A drug commonly used to treat insomnia may hold the key to preventing opioid addiction while still providing effective pain relief, according to new research led by UCLA Health. The study, published in Nature Mental Health, reveals that suvorexant, a medication that blocks brain receptors for the neurotransmitter hypocretin, successfully prevented addictive effects of morphine in mice.
Suvorexant, typically prescribed in high doses to induce sleep in humans, proved effective at much lower doses in mice. These lower doses prevented opioid addiction without causing drowsiness or affecting behavioral alertness.
The Hypocretin Connection to Opioid Addiction
Hypocretin, also known as orexin, plays a crucial role in mood regulation. Its release in humans peaks during pleasurable activities and drops during pain or sadness. Interestingly, people with narcolepsy, a condition caused by the loss of hypocretin neurons, show a significantly lower susceptibility to opiate addiction.
Previous research has shown that both humans addicted to heroin and mice addicted to morphine develop higher numbers of hypocretin-producing neurons. Morphine also causes these neurons to increase their connections to pleasure-related brain regions.
Suvorexant’s Promising Results in Mice
The UCLA-led study found that administering opioids with suvorexant in mice produced several positive outcomes:
1. Prevention of opioid-induced changes in hypocretin neurons
2. Reduction in connections between hypocretin neurons and brain reward regions
3. Significant decrease in opioid-induced brain inflammation
4. Prevention of addictive behaviors, such as anticipatory running for daily morphine doses
5. Substantial reduction in morphine withdrawal symptoms
“The annual US rate of opioid overdose deaths now exceeds 80,000, greater than the annual rates of automobile or gun deaths,” said the study’s senior author, Dr. Jerome Siegel of UCLA Health’s Jane & Terry Semel Institute for Neuroscience and Human Behavior, the UCLA Brain Research Institute and U.S. Department of Veterans Affairs. “Non-opioid analgesics are able to relieve relatively minor pain. But severe burns, cancer, joint inflammation, sickle cell disease, bone damage and many other painful conditions often cannot be effectively treated with non-opioid analgesics.

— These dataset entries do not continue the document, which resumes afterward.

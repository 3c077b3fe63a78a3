//! Cancellation token and interruptible text view
//!
//! A regex match over attacker- or bug-produced text can run for a very
//! long time.  The matching adapter in [`crate::pattern`] therefore never
//! touches a haystack directly: it reads through an [`InterruptibleText`],
//! which checks a [`CancelToken`] on every byte access and aborts the
//! in-progress match with [`MatchAbort::Interrupted`] once the token is
//! set.  The token is the only state shared between the scanning worker
//! and the watchdog that cancels it.
//!
//! An interruption is deliberately distinct from "no match": callers must
//! never treat a timed-out attempt as a negative result.

use std::sync::atomic::{AtomicBool, Ordering};
use std::sync::Arc;

use thiserror::Error;

/// Why an in-progress match attempt stopped without producing an answer.
#[derive(Error, Debug, Clone, PartialEq, Eq)]
pub enum MatchAbort {
    /// The cancellation token was set mid-match (per-line timeout).
    #[error("match attempt interrupted")]
    Interrupted,

    /// The matching engine reported a fault the adapter cannot classify.
    #[error("match engine fault: {0}")]
    Engine(String),
}

/// Shared cancellation flag linking a watchdog to a scanning worker.
///
/// Clones share the same underlying flag.  Setting the token is sticky
/// until [`CancelToken::clear`] is called; the worker that owns the scan
/// clears residual state after joining its watchdog so a late fire cannot
/// leak into a later, unrelated match.
#[derive(Debug, Clone, Default)]
pub struct CancelToken {
    flag: Arc<AtomicBool>,
}

impl CancelToken {
    /// Create a fresh, unset token.
    #[must_use]
    pub fn new() -> Self {
        Self::default()
    }

    /// Set the token.  Idempotent.
    pub fn cancel(&self) {
        self.flag.store(true, Ordering::SeqCst);
    }

    /// Whether the token has been set.
    #[must_use]
    pub fn is_cancelled(&self) -> bool {
        self.flag.load(Ordering::SeqCst)
    }

    /// Reset the token so the next match attempt starts clean.
    pub fn clear(&self) {
        self.flag.store(false, Ordering::SeqCst);
    }
}

/// Read-only view over a text buffer that observes a [`CancelToken`].
///
/// The view never mutates the underlying buffer; any number of views may
/// wrap the same buffer concurrently.  Every [`InterruptibleText::byte_at`]
/// call checks the token first, which is what makes an otherwise
/// uninterruptible matching loop abortable mid-operation.
#[derive(Debug, Clone, Copy)]
pub struct InterruptibleText<'a> {
    text: &'a str,
    token: &'a CancelToken,
}

impl<'a> InterruptibleText<'a> {
    /// Wrap a text buffer with a cancellation token.
    #[must_use]
    pub fn new(text: &'a str, token: &'a CancelToken) -> Self {
        Self { text, token }
    }

    /// The wrapped text.
    #[must_use]
    pub fn as_str(&self) -> &'a str {
        self.text
    }

    /// Length of the wrapped text in bytes.
    #[must_use]
    pub fn len(&self) -> usize {
        self.text.len()
    }

    /// Whether the wrapped text is empty.
    #[must_use]
    pub fn is_empty(&self) -> bool {
        self.text.is_empty()
    }

    /// Read one byte, checking the cancellation token first.
    ///
    /// # Errors
    ///
    /// Returns [`MatchAbort::Interrupted`] if the token is set, or
    /// [`MatchAbort::Engine`] if `index` is out of bounds (a matching
    /// engine must never read past the haystack it was given).
    pub fn byte_at(&self, index: usize) -> Result<u8, MatchAbort> {
        if self.token.is_cancelled() {
            return Err(MatchAbort::Interrupted);
        }
        self.text
            .as_bytes()
            .get(index)
            .copied()
            .ok_or_else(|| MatchAbort::Engine(format!("read past end of haystack: {index}")))
    }
}

#[cfg(test)]
mod tests {
    use super::*;

    #[test]
    fn token_starts_unset() {
        let token = CancelToken::new();
        assert!(!token.is_cancelled());
    }

    #[test]
    fn cancel_is_visible_through_clones() {
        let token = CancelToken::new();
        let other = token.clone();
        token.cancel();
        assert!(other.is_cancelled());
        other.clear();
        assert!(!token.is_cancelled());
    }

    #[test]
    fn byte_at_reads_in_order() {
        let token = CancelToken::new();
        let seq = InterruptibleText::new("abc", &token);
        assert_eq!(seq.byte_at(0), Ok(b'a'));
        assert_eq!(seq.byte_at(2), Ok(b'c'));
        assert_eq!(seq.len(), 3);
        assert!(!seq.is_empty());
    }

    #[test]
    fn cancelled_token_aborts_access() {
        let token = CancelToken::new();
        let seq = InterruptibleText::new("abc", &token);
        token.cancel();
        assert_eq!(seq.byte_at(0), Err(MatchAbort::Interrupted));
    }

    #[test]
    fn interruption_is_not_a_negative_match() {
        // Interrupted and Engine are distinct abort reasons; neither is
        // representable as Ok(false).
        assert_ne!(
            MatchAbort::Interrupted,
            MatchAbort::Engine("boom".to_string())
        );
    }

    #[test]
    fn views_share_a_buffer_independently() {
        let token_a = CancelToken::new();
        let token_b = CancelToken::new();
        let text = "shared";
        let a = InterruptibleText::new(text, &token_a);
        let b = InterruptibleText::new(text, &token_b);
        token_a.cancel();
        assert_eq!(a.byte_at(0), Err(MatchAbort::Interrupted));
        assert_eq!(b.byte_at(0), Ok(b's'));
    }

    #[test]
    fn out_of_bounds_read_is_an_engine_fault() {
        let token = CancelToken::new();
        let seq = InterruptibleText::new("x", &token);
        assert!(matches!(seq.byte_at(5), Err(MatchAbort::Engine(_))));
    }
}
//! Console-formatting-marker stripping
//!
//! Matched text is lifted straight out of captured build output, which
//! may carry embedded console formatting: ANSI color/CSI sequences, OSC
//! title sequences, and concealed host annotations of the form
//! `ESC[8mha:<payload>ESC[0m` that some CI systems weave into log lines.
//! [`strip_markers`] removes all of them so the recorded indication text
//! is plain.  Pure function, no allocation when the text is already
//! clean.

use std::borrow::Cow;

use memchr::memchr;

const ESC: u8 = 0x1b;
const BEL: u8 = 0x07;

/// Preamble of a concealed host annotation.  Everything from here to the
/// closing `ESC[0m` is metadata, not log text.
const CONCEAL_PREAMBLE: &str = "\u{1b}[8mha:";

/// Remove embedded console-formatting markers from `text`.
///
/// Strips CSI sequences (`ESC[` … final byte), OSC sequences (`ESC]` …
/// BEL or `ESC\`), concealed `ha:` annotations including their payload,
/// and bare two-byte escapes.  Returns the input unchanged (borrowed)
/// when it contains no escape byte.
#[must_use]
pub fn strip_markers(text: &str) -> Cow<'_, str> {
    let bytes = text.as_bytes();
    if memchr(ESC, bytes).is_none() {
        return Cow::Borrowed(text);
    }

    let mut out = String::with_capacity(text.len());
    let mut i = 0;
    while i < bytes.len() {
        if bytes[i] != ESC {
            // Copy the plain run up to the next escape byte.  ESC is
            // ASCII, so both ends are char boundaries.
            let end = memchr(ESC, &bytes[i..]).map_or(bytes.len(), |off| i + off);
            out.push_str(&text[i..end]);
            i = end;
            continue;
        }

        if text[i..].starts_with(CONCEAL_PREAMBLE) {
            // Skip the preamble and the concealed payload; the closing
            // ESC[0m is consumed as an ordinary CSI sequence next round.
            i += CONCEAL_PREAMBLE.len();
            i = memchr(ESC, &bytes[i..]).map_or(bytes.len(), |off| i + off);
            continue;
        }

        match bytes.get(i + 1) {
            // CSI: parameters and intermediates, then one final byte in
            // 0x40..=0x7e.
            Some(b'[') => {
                i += 2;
                while i < bytes.len() {
                    let b = bytes[i];
                    i += 1;
                    if (0x40..=0x7e).contains(&b) {
                        break;
                    }
                }
            }
            // OSC: terminated by BEL or the ST sequence ESC \.
            Some(b']') => {
                i += 2;
                while i < bytes.len() {
                    if bytes[i] == BEL {
                        i += 1;
                        break;
                    }
                    if bytes[i] == ESC {
                        if bytes.get(i + 1) == Some(&b'\\') {
                            i += 2;
                        }
                        break;
                    }
                    i += 1;
                }
            }
            // Bare escape: drop it and the whole character that
            // follows, which may be multibyte.
            Some(_) => {
                i += 1;
                i += text[i..].chars().next().map_or(0, char::len_utf8);
            }
            None => i += 1,
        }
    }
    Cow::Owned(out)
}
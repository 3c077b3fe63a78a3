//! Structured logging setup
//!
//! `tracing`-based logging with configurable format.  Initialize once at
//! startup; repeated calls are no-ops so embedding hosts and tests can
//! both call it safely.
//!
//! Scan-path events use these correlation fields consistently:
//! `build` (display name), `pattern` (indication text), `cause`
//! (failure-cause name), `elapsed_ms`.

use std::sync::OnceLock;

use serde::{Deserialize, Serialize};
use tracing_subscriber::{fmt, EnvFilter};

pub use crate::config::LogFormat;
use crate::error::ConfigError;
use crate::Result;

/// Set once logging has been initialized.
static LOGGING_INITIALIZED: OnceLock<bool> = OnceLock::new();

/// Logging configuration
#[derive(Debug, Clone, Serialize, Deserialize)]
#[serde(default)]
pub struct LogConfig {
    /// Level filter (trace, debug, info, warn, error); RUST_LOG wins
    /// when set
    pub level: String,
    /// Output format
    pub format: LogFormat,
}

impl Default for LogConfig {
    fn default() -> Self {
        Self {
            level: "info".to_string(),
            format: LogFormat::Pretty,
        }
    }
}

/// Initialize the global tracing subscriber.  Subsequent calls return
/// without touching the already-installed subscriber.
///
/// # Errors
///
/// [`ConfigError::Invalid`] when the level filter does not parse.
pub fn init_logging(config: &LogConfig) -> Result<()> {
    if LOGGING_INITIALIZED.get().is_some() {
        return Ok(());
    }

    let filter = EnvFilter::try_from_default_env()
        .or_else(|_| EnvFilter::try_new(&config.level))
        .map_err(|err| ConfigError::Invalid(format!("invalid log level filter: {err}")))?;

    match config.format {
        LogFormat::Pretty => fmt().with_env_filter(filter).init(),
        LogFormat::Json => fmt().json().with_env_filter(filter).init(),
    }

    let _ = LOGGING_INITIALIZED.set(true);
    Ok(())
}

#[cfg(test)]
mod tests {
    use super::*;

    #[test]
    fn default_config_is_info_pretty() {
        let config = LogConfig::default();
        assert_eq!(config.level, "info");
        assert_eq!(config.format, LogFormat::Pretty);
    }

    #[test]
    fn init_is_idempotent() {
        let config = LogConfig::default();
        init_logging(&config).unwrap();
        init_logging(&config).unwrap();
    }
}
//! Knowledge-base collaborator interface
//!
//! The knowledge base owns the configured failure causes (each carrying
//! one or more compiled indications) and the per-artifact scan outcomes.
//! During a scan it is read-only for causes; outcomes are cleared and
//! re-recorded by the scan of the owning artifact only.
//!
//! [`MemoryKnowledgeBase`] is the in-process implementation used by
//! tests and by embedders that do their own persistence; the
//! SQLite-backed implementation lives in [`crate::storage`].

use std::collections::HashMap;
use std::sync::Mutex;

use crate::pattern::FailureCause;
use crate::report::ScanOutcome;
use crate::Result;

/// Read/clear/write interface to the failure-cause store.
pub trait KnowledgeBase: Send + Sync {
    /// Enumerate the configured failure causes.
    ///
    /// # Errors
    ///
    /// Store-specific lookup or decode failures.
    fn causes(&self) -> Result<Vec<FailureCause>>;

    /// Remove any stored outcome for the artifact at `build_url`.
    /// Idempotent: removing a missing outcome is not an error.
    ///
    /// # Errors
    ///
    /// Store-specific write failures.
    fn remove_outcome(&self, build_url: &str) -> Result<()>;

    /// Record (upserting) the outcome for the artifact at `build_url`.
    ///
    /// # Errors
    ///
    /// Store-specific write failures.
    fn record_outcome(&self, build_url: &str, outcome: &ScanOutcome) -> Result<()>;
}

#[derive(Debug, Default)]
struct MemoryInner {
    causes: Vec<FailureCause>,
    outcomes: HashMap<String, ScanOutcome>,
}

/// In-process knowledge base backed by a mutex-protected map.
#[derive(Debug, Default)]
pub struct MemoryKnowledgeBase {
    inner: Mutex<MemoryInner>,
}

impl MemoryKnowledgeBase {
    /// Create an empty knowledge base.
    #[must_use]
    pub fn new() -> Self {
        Self::default()
    }

    /// Create a knowledge base preloaded with `causes`.
    #[must_use]
    pub fn with_causes(causes: Vec<FailureCause>) -> Self {
        Self {
            inner: Mutex::new(MemoryInner {
                causes,
                outcomes: HashMap::new(),
            }),
        }
    }

    /// Add a cause.
    pub fn add_cause(&self, cause: FailureCause) {
        self.lock().causes.push(cause);
    }

    /// The stored outcome for `build_url`, if any.
    #[must_use]
    pub fn outcome(&self, build_url: &str) -> Option<ScanOutcome> {
        self.lock().outcomes.get(build_url).cloned()
    }

    /// Number of stored outcomes.
    #[must_use]
    pub fn outcome_count(&self) -> usize {
        self.lock().outcomes.len()
    }

    fn lock(&self) -> std::sync::MutexGuard<'_, MemoryInner> {
        self.inner
            .lock()
            .unwrap_or_else(std::sync::PoisonError::into_inner)
    }
}

impl KnowledgeBase for MemoryKnowledgeBase {
    fn causes(&self) -> Result<Vec<FailureCause>> {
        Ok(self.lock().causes.clone())
    }

    fn remove_outcome(&self, build_url: &str) -> Result<()> {
        self.lock().outcomes.remove(build_url);
        Ok(())
    }

    fn record_outcome(&self, build_url: &str, outcome: &ScanOutcome) -> Result<()> {
        self.lock()
            .outcomes
            .insert(build_url.to_string(), outcome.clone());
        Ok(())
    }
}

#[cfg(test)]
mod tests {
    use super::*;
    use crate::pattern::Indication;

    #[test]
    fn causes_round_trip() {
        let kb = MemoryKnowledgeBase::new();
        kb.add_cause(
            FailureCause::new("oom", "out of memory")
                .with_indication(Indication::new(".*OutOfMemoryError.*").unwrap()),
        );
        let causes = kb.causes().unwrap();
        assert_eq!(causes.len(), 1);
        assert_eq!(causes[0].name, "oom");
        assert_eq!(causes[0].indications.len(), 1);
    }

    #[test]
    fn record_upserts_and_remove_is_idempotent() {
        let kb = MemoryKnowledgeBase::new();
        kb.record_outcome("job/app/1/", &ScanOutcome::NoMatch).unwrap();
        kb.record_outcome("job/app/1/", &ScanOutcome::NoMatch).unwrap();
        assert_eq!(kb.outcome_count(), 1);
        assert_eq!(kb.outcome("job/app/1/"), Some(ScanOutcome::NoMatch));

        kb.remove_outcome("job/app/1/").unwrap();
        kb.remove_outcome("job/app/1/").unwrap();
        assert!(kb.outcome("job/app/1/").is_none());
    }
}
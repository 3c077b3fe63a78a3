//! Test-report collaborators and scan result records
//!
//! The host automation system owns the real test-report object model;
//! this module defines the narrow interface the scanner consumes (a list
//! of failed tests, each with up to four optional text fields) and the
//! immutable records a scan produces.

use std::fmt;
use std::sync::Arc;

use serde::{Deserialize, Serialize};

/// The text fields of a failed test a signature can match against, in
/// fixed priority order: the first matching field wins for an item.
#[derive(Debug, Clone, Copy, PartialEq, Eq, Serialize, Deserialize)]
#[serde(rename_all = "snake_case")]
pub enum TestField {
    /// Short error message attached to the failure
    ErrorDetails,
    /// Full error stack trace
    ErrorStackTrace,
    /// Captured standard error
    Stderr,
    /// Captured standard output
    Stdout,
}

impl TestField {
    /// Candidate check order for one failed test.
    pub const PRIORITY: [TestField; 4] = [
        TestField::ErrorDetails,
        TestField::ErrorStackTrace,
        TestField::Stderr,
        TestField::Stdout,
    ];
}

impl fmt::Display for TestField {
    fn fmt(&self, f: &mut fmt::Formatter<'_>) -> fmt::Result {
        match self {
            Self::ErrorDetails => write!(f, "error_details"),
            Self::ErrorStackTrace => write!(f, "error_stack_trace"),
            Self::Stderr => write!(f, "stderr"),
            Self::Stdout => write!(f, "stdout"),
        }
    }
}

/// One failed test item, as exposed by the host's test report.
pub trait FailedTest: Send + Sync {
    /// Short error message, if recorded.
    fn error_details(&self) -> Option<String>;
    /// Error stack trace, if recorded.
    fn error_stack_trace(&self) -> Option<String>;
    /// Captured standard error, if recorded.
    fn stderr(&self) -> Option<String>;
    /// Captured standard output, if recorded.
    fn stdout(&self) -> Option<String>;
    /// Locator URL of this item, relative to its build's test report.
    fn url(&self) -> String;

    /// Non-null candidate fields in priority order.
    fn candidates(&self) -> Vec<(TestField, String)> {
        TestField::PRIORITY
            .iter()
            .filter_map(|field| {
                let value = match field {
                    TestField::ErrorDetails => self.error_details(),
                    TestField::ErrorStackTrace => self.error_stack_trace(),
                    TestField::Stderr => self.stderr(),
                    TestField::Stdout => self.stdout(),
                };
                value.map(|text| (*field, text))
            })
            .collect()
    }
}

/// One test-report action attached to a build.  A build may carry several
/// independent actions (e.g. separate suites publishing separately).
pub trait TestAction: Send + Sync {
    /// The failed tests this action reports.
    fn failed_tests(&self) -> Vec<Arc<dyn FailedTest>>;
}

/// The record produced when a signature matches a failed test's text.
///
/// Immutable after creation; always built from exactly the item and
/// field that matched, never re-derived during reporting.
#[derive(Debug, Clone, PartialEq, Eq, Serialize, Deserialize)]
pub struct FoundIndication {
    /// URL of the build the match belongs to.
    pub build_url: String,
    /// String form of the pattern that matched.
    pub pattern: String,
    /// Locator URL of the matched test item.
    pub url: String,
    /// The matched text, console markers stripped.
    pub matched_text: String,
    /// Which text field produced the match.
    pub field: TestField,
}

/// The explicit per-artifact result of one scan.
#[derive(Debug, Clone, PartialEq, Eq, Serialize, Deserialize)]
#[serde(tag = "kind", rename_all = "snake_case")]
pub enum ScanOutcome {
    /// A signature matched; the indication says where.
    Found(FoundIndication),
    /// The scan completed and nothing matched.
    NoMatch,
}

impl ScanOutcome {
    /// The indication, if this outcome carries one.
    #[must_use]
    pub fn indication(&self) -> Option<&FoundIndication> {
        match self {
            Self::Found(found) => Some(found),
            Self::NoMatch => None,
        }
    }
}

/// One child run's entry in a composite build's aggregate record.
#[derive(Debug, Clone, PartialEq, Eq, Serialize, Deserialize)]
pub struct AggregateEntry {
    /// Child run URL.
    pub url: String,
    /// Child run display name.
    pub display_name: String,
    /// Child run ordinal.
    pub number: u32,
    /// The child's scan outcome, if one was recorded.
    pub outcome: Option<ScanOutcome>,
}

/// The single aggregate record attached to a composite build's parent:
/// every child run sharing the triggering ordinal, with its outcome.
#[derive(Debug, Clone, PartialEq, Eq, Serialize, Deserialize)]
pub struct MatrixAggregate {
    /// The triggering build ordinal.
    pub number: u32,
    /// Entries for the children sharing that ordinal.
    pub entries: Vec<AggregateEntry>,
}
//! Header access on top of `mail-parser`.
//!
//! Field values (addresses, subject, dates) come from the parsed
//! [`HeaderValue`]s. The raw-header map shown in the metadata block keeps
//! each header's original text unless it carries RFC 2047 encoded words or
//! is an address list, in which case the decoded form is used.

use chrono::{DateTime, TimeZone, Utc};
use mail_parser::{Addr, Address, Header, HeaderValue, MessageParser};

use crate::model::email::{RawHeaders, Received};

/// The value of `header` exactly as written in `message`, unfolded onto one line.
pub fn raw_value(message: &[u8], header: &Header<'_>) -> String {
    let bytes = message
        .get(header.offset_start..header.offset_end)
        .unwrap_or_default();
    unfold(&decode_header_bytes(bytes))
}

/// Header text is usually ASCII or UTF-8; anything else is read as Windows-1252.
fn decode_header_bytes(bytes: &[u8]) -> String {
    match std::str::from_utf8(bytes) {
        Ok(s) => s.to_string(),
        Err(_) => {
            let (decoded, _, _) = encoding_rs::WINDOWS_1252.decode(bytes);
            decoded.into_owned()
        }
    }
}

fn unfold(value: &str) -> String {
    value
        .split(['\r', '\n'])
        .map(str::trim)
        .filter(|line| !line.is_empty())
        .collect::<Vec<_>>()
        .join(" ")
}

/// Every header of a message keyed by lowercase name, repeats preserved.
pub fn raw_header_map(message: &[u8], headers: &[Header<'_>]) -> RawHeaders {
    headers
        .iter()
        .map(|h| (h.name.as_str().to_ascii_lowercase(), display_value(message, h)))
        .collect()
}

fn display_value(message: &[u8], header: &Header<'_>) -> String {
    let raw = raw_value(message, header);
    match &header.value {
        HeaderValue::Address(address) => {
            let formatted = format_address(address);
            if formatted.is_empty() {
                raw
            } else {
                formatted
            }
        }
        HeaderValue::Text(text) if raw.contains("=?") => text.to_string(),
        HeaderValue::TextList(list) if raw.contains("=?") => list.join(", "),
        _ => raw,
    }
}

fn format_address(address: &Address<'_>) -> String {
    match address {
        Address::List(list) => format_addrs(list),
        Address::Group(groups) => groups
            .iter()
            .map(|group| match group.name.as_deref() {
                Some(name) => format!("{name}: {};", format_addrs(&group.addresses)),
                None => format_addrs(&group.addresses),
            })
            .collect::<Vec<_>>()
            .join(", "),
    }
}

fn format_addrs(list: &[Addr<'_>]) -> String {
    list.iter()
        .filter_map(|addr| match (addr.name.as_deref(), addr.address.as_deref()) {
            (Some(name), Some(address)) => Some(format!("{} <{address}>", quote_name(name))),
            (None, Some(address)) => Some(address.to_string()),
            (Some(name), None) => Some(name.to_string()),
            (None, None) => None,
        })
        .collect::<Vec<_>>()
        .join(", ")
}

/// Display names that would split or confuse an address list are quoted.
fn quote_name(name: &str) -> String {
    if name.contains([',', ';', '<', '>', '@', '"']) {
        format!("\"{}\"", name.replace('\\', "\\\\").replace('"', "\\\""))
    } else {
        name.to_string()
    }
}

/// Bare mailbox addresses of an address header, groups flattened.
pub fn bare_addresses(address: Option<&Address<'_>>) -> Vec<String> {
    let addrs: Vec<&Addr<'_>> = match address {
        Some(Address::List(list)) => list.iter().collect(),
        Some(Address::Group(groups)) => groups.iter().flat_map(|g| g.addresses.iter()).collect(),
        None => Vec::new(),
    };
    addrs
        .into_iter()
        .filter_map(|addr| addr.address.as_deref())
        .map(String::from)
        .collect()
}

/// A `Received` hop. The timestamp follows the last `;` of the field.
pub fn received_hop(message: &[u8], header: &Header<'_>) -> Received {
    let src = raw_value(message, header);
    let date = src
        .rfind(';')
        .and_then(|pos| parse_date(&src[pos + 1..]));
    Received { src, date }
}

/// Parse an RFC 5322 date-time with `mail-parser`'s lenient date grammar.
pub fn parse_date(value: &str) -> Option<DateTime<Utc>> {
    let value = value.trim();
    if value.is_empty() {
        return None;
    }
    let fake = format!("Date: {value}\r\n\r\n");
    let msg = MessageParser::default().parse(fake.as_bytes())?;
    msg.date().and_then(to_utc)
}

pub fn to_utc(date: &mail_parser::DateTime) -> Option<DateTime<Utc>> {
    if !date.is_valid() {
        return None;
    }
    Utc.timestamp_opt(date.to_timestamp(), 0).single()
}
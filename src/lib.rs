//! `emldoc` — convert `.eml` messages into printable documents.
//!
//! A message is decoded into a [`model::email::ParsedEmail`], assembled into
//! a single HTML document with a metadata header and inlined images
//! ([`assembly`]), then handed to a [`render::Renderer`].

pub mod assembly;
pub mod config;
pub mod convert;
pub mod error;
pub mod model;
pub mod parser;
pub mod render;
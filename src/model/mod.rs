//! Data model: the decoded email consumed by the assembly pipeline and the
//! attachments it produces.

pub mod attachment;
pub mod email;
//! The decoded email handed to the assembly pipeline.
//!
//! Everything here is produced by an [`EmailDecoder`](crate::parser::eml::EmailDecoder)
//! and is read-only to the pipeline.

use std::collections::BTreeMap;

use chrono::{DateTime, Utc};
use serde::{Deserialize, Serialize};

use super::attachment::Attachment;

/// A fully decoded message: headers, body parts and attachments.
#[derive(Debug, Clone, Default, Serialize, Deserialize)]
pub struct ParsedEmail {
    /// Decoded header fields.
    pub header: EmailHeader,
    /// Body parts in message order.
    pub bodies: Vec<BodyPart>,
    /// Attachments in message order.
    pub attachments: Vec<Attachment>,
}

/// Decoded header fields of a message.
#[derive(Debug, Clone, Default, Serialize, Deserialize)]
pub struct EmailHeader {
    /// Bare sender address (no display name).
    pub from: String,
    /// Subject with RFC 2047 encoded-words resolved.
    pub subject: String,
    /// Bare `To:` addresses.
    pub to: Vec<String>,
    /// Bare `Cc:` addresses.
    pub cc: Vec<String>,
    /// The message's own `Date:`.
    pub date: Option<DateTime<Utc>>,
    /// One entry per `Received:` hop, topmost (most recent) first.
    pub received: Vec<Received>,
    /// Raw header values, keeping display names the decoded fields drop.
    pub header: Option<RawHeaders>,
}

/// A single `Received:` hop.
#[derive(Debug, Clone, Default, Serialize, Deserialize)]
pub struct Received {
    /// The full unfolded header value.
    pub src: String,
    /// Timestamp after the final `;`, if it parsed.
    pub date: Option<DateTime<Utc>>,
}

/// Raw header values keyed by lower-cased field name.
///
/// Values are unfolded and RFC 2047 decoded but otherwise untouched, so
/// `"Jane Doe <jane@example.com>"` keeps its display name.
#[derive(Debug, Clone, Default, PartialEq, Serialize, Deserialize)]
#[serde(transparent)]
pub struct RawHeaders(BTreeMap<String, Vec<String>>);

impl RawHeaders {
    pub fn new() -> Self {
        Self::default()
    }

    /// Append a value for `name` (case-insensitive).
    pub fn push(&mut self, name: &str, value: impl Into<String>) {
        self.0
            .entry(name.to_ascii_lowercase())
            .or_default()
            .push(value.into());
    }

    /// All values recorded for `name`.
    pub fn get(&self, name: &str) -> &[String] {
        self.0
            .get(&name.to_ascii_lowercase())
            .map(Vec::as_slice)
            .unwrap_or(&[])
    }

    /// The first value recorded for `name`, if any.
    pub fn first(&self, name: &str) -> Option<&str> {
        self.get(name).first().map(String::as_str)
    }
}

impl<K: Into<String>, V: Into<String>> FromIterator<(K, V)> for RawHeaders {
    fn from_iter<I: IntoIterator<Item = (K, V)>>(iter: I) -> Self {
        let mut headers = Self::new();
        for (k, v) in iter {
            let name: String = k.into();
            headers.push(&name, v);
        }
        headers
    }
}

/// One textual body part.
#[derive(Debug, Clone, Default, Serialize, Deserialize)]
pub struct BodyPart {
    /// Media type such as `text/html`; `None` when the part declared none.
    pub content_type: Option<String>,
    /// Decoded text content.
    pub content: String,
}

impl BodyPart {
    pub fn typed(content_type: &str, content: impl Into<String>) -> Self {
        Self {
            content_type: Some(content_type.to_string()),
            content: content.into(),
        }
    }

    pub fn untyped(content: impl Into<String>) -> Self {
        Self {
            content_type: None,
            content: content.into(),
        }
    }

    /// Whether this part is of `media_type`, ignoring case and parameters.
    pub fn is(&self, media_type: &str) -> bool {
        self.content_type
            .as_deref()
            .map(|ct| ct.split(';').next().unwrap_or("").trim())
            .is_some_and(|ct| ct.eq_ignore_ascii_case(media_type))
    }
}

“Further studies are needed to determine if the addiction suppressive results seen in mice given suvorexant with morphine are also seen in humans, potentially allowing safer, more effective treatment of pain without the risk of addiction and opioid overdose death,” Siegel continued.
The study involved 170 mice administered morphine over 14-day periods, as well as postmortem brain examinations of 5 humans with opiate use disorder and 5 control human brains. While the results are promising, clinical trials are necessary to determine if suvorexant will be as effective in suppressing addiction in humans using opioids for pain relief as it is in mice.
This research offers hope for a potential breakthrough in the ongoing opioid crisis, potentially providing a safer approach to pain management without the risk of addiction.